Before driving under heavy escort to turn himself in, Humala had claimed that the prosecutor had been “poisoned” against him and highlighted how he and his wife had handed in their passports. Another former Peruvian president, economist and occasional Stanford lecturer Alejandro Toledo, who served from 2001 to 2006, is fighting extradition to Peru from his home in Palo Alto, Calif., on charges that he took $20 million in kickbacks from Odebrecht. He has said he is innocent.

Yet the charges against Toledo and Humala may just be the start of a series of legal maneuvers in Peru and a dozen other regional countries where Odebrecht, the region’s largest engineering firm, won numerous multibillion-dollar public infrastructure contracts stretching back decades.

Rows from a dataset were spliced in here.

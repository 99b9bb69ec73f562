//! Handle configuration.

use ormlink_core::NamingOptions;
use serde::{Deserialize, Serialize};

/// Configuration for a [`Db`](crate::Db) handle.
///
/// # Example
///
/// ```rust,ignore
/// let config = DbConfig::new().table_prefix("app_").log_sql(true);
/// ```
#[derive(Debug, Clone, PartialEq, Eq, Serialize, Deserialize)]
#[serde(default)]
pub struct DbConfig {
    /// Use the snake_case type name as the table name, without pluralising.
    pub singular_table: bool,
    /// Prefix prepended to every derived table name.
    pub table_prefix: String,
    /// Reject UPDATE/DELETE statements that have no WHERE clause.
    pub block_global_update: bool,
    /// Log final SQL at `debug` level instead of `trace`.
    pub log_sql: bool,
}

impl Default for DbConfig {
    fn default() -> Self {
        Self {
            singular_table: false,
            table_prefix: String::new(),
            block_global_update: true,
            log_sql: false,
        }
    }
}

impl DbConfig {
    pub fn new() -> Self {
        Self::default()
    }

    /// Set singular table naming.
    pub fn singular_table(mut self, singular: bool) -> Self {
        self.singular_table = singular;
        self
    }

    /// Set the table name prefix.
    pub fn table_prefix(mut self, prefix: impl Into<String>) -> Self {
        self.table_prefix = prefix.into();
        self
    }

    /// Allow or reject unconditioned UPDATE/DELETE.
    pub fn block_global_update(mut self, block: bool) -> Self {
        self.block_global_update = block;
        self
    }

    pub fn log_sql(mut self, enabled: bool) -> Self {
        self.log_sql = enabled;
        self
    }

    /// Table naming options for the descriptor cache.
    pub fn naming(&self) -> NamingOptions {
        NamingOptions {
            singular_table: self.singular_table,
            table_prefix: self.table_prefix.clone(),
        }
    }
}

#[cfg(test)]
mod tests {
    use super::*;

    #[test]
    fn defaults_block_global_updates() {
        let config = DbConfig::default();
        assert!(config.block_global_update);
        assert!(!config.singular_table);
        assert!(config.table_prefix.is_empty());
    }

    #[test]
    fn builder_sets_naming() {
        let naming = DbConfig::new().singular_table(true).table_prefix("app_").naming();
        assert!(naming.singular_table);
        assert_eq!(naming.table_prefix, "app_");
    }

    #[test]
    fn deserializes_partial_json() {
        let config: DbConfig = serde_json::from_str(r#"{"log_sql": true}"#).unwrap();
        assert!(config.log_sql);
        assert!(config.block_global_update);
    }
}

According to reported testimony from Marcelo Odebrecht, the jailed former CEO of the engineering firm, he gave clandestine donations to Alan Garcia, who was president of Peru from 2006 to 2011, and Keiko Fujimori, the presidential runner-up in 2011 and 2016 and leader of the current majority party in Peru’s congress. That testimony is also thought to include the names of many other Latin American political big shots. The politicians have denied the charges.

Ugaz dismissed widespread criticism that Peruvian prosecutors have proven partial by failing to go after García and Fujimori with the same vigor as Humala and Toledo. “The prosecutors have a huge workload. There was a lot of documentary evidence regarding Humala. In the cases of Fujimori and García, the prosecutors are just getting started and will have to question them first.”

“I am optimistic,” he adds. “There is a long way to go but we should not forget how far we have come. A few years ago, this might never have happened.”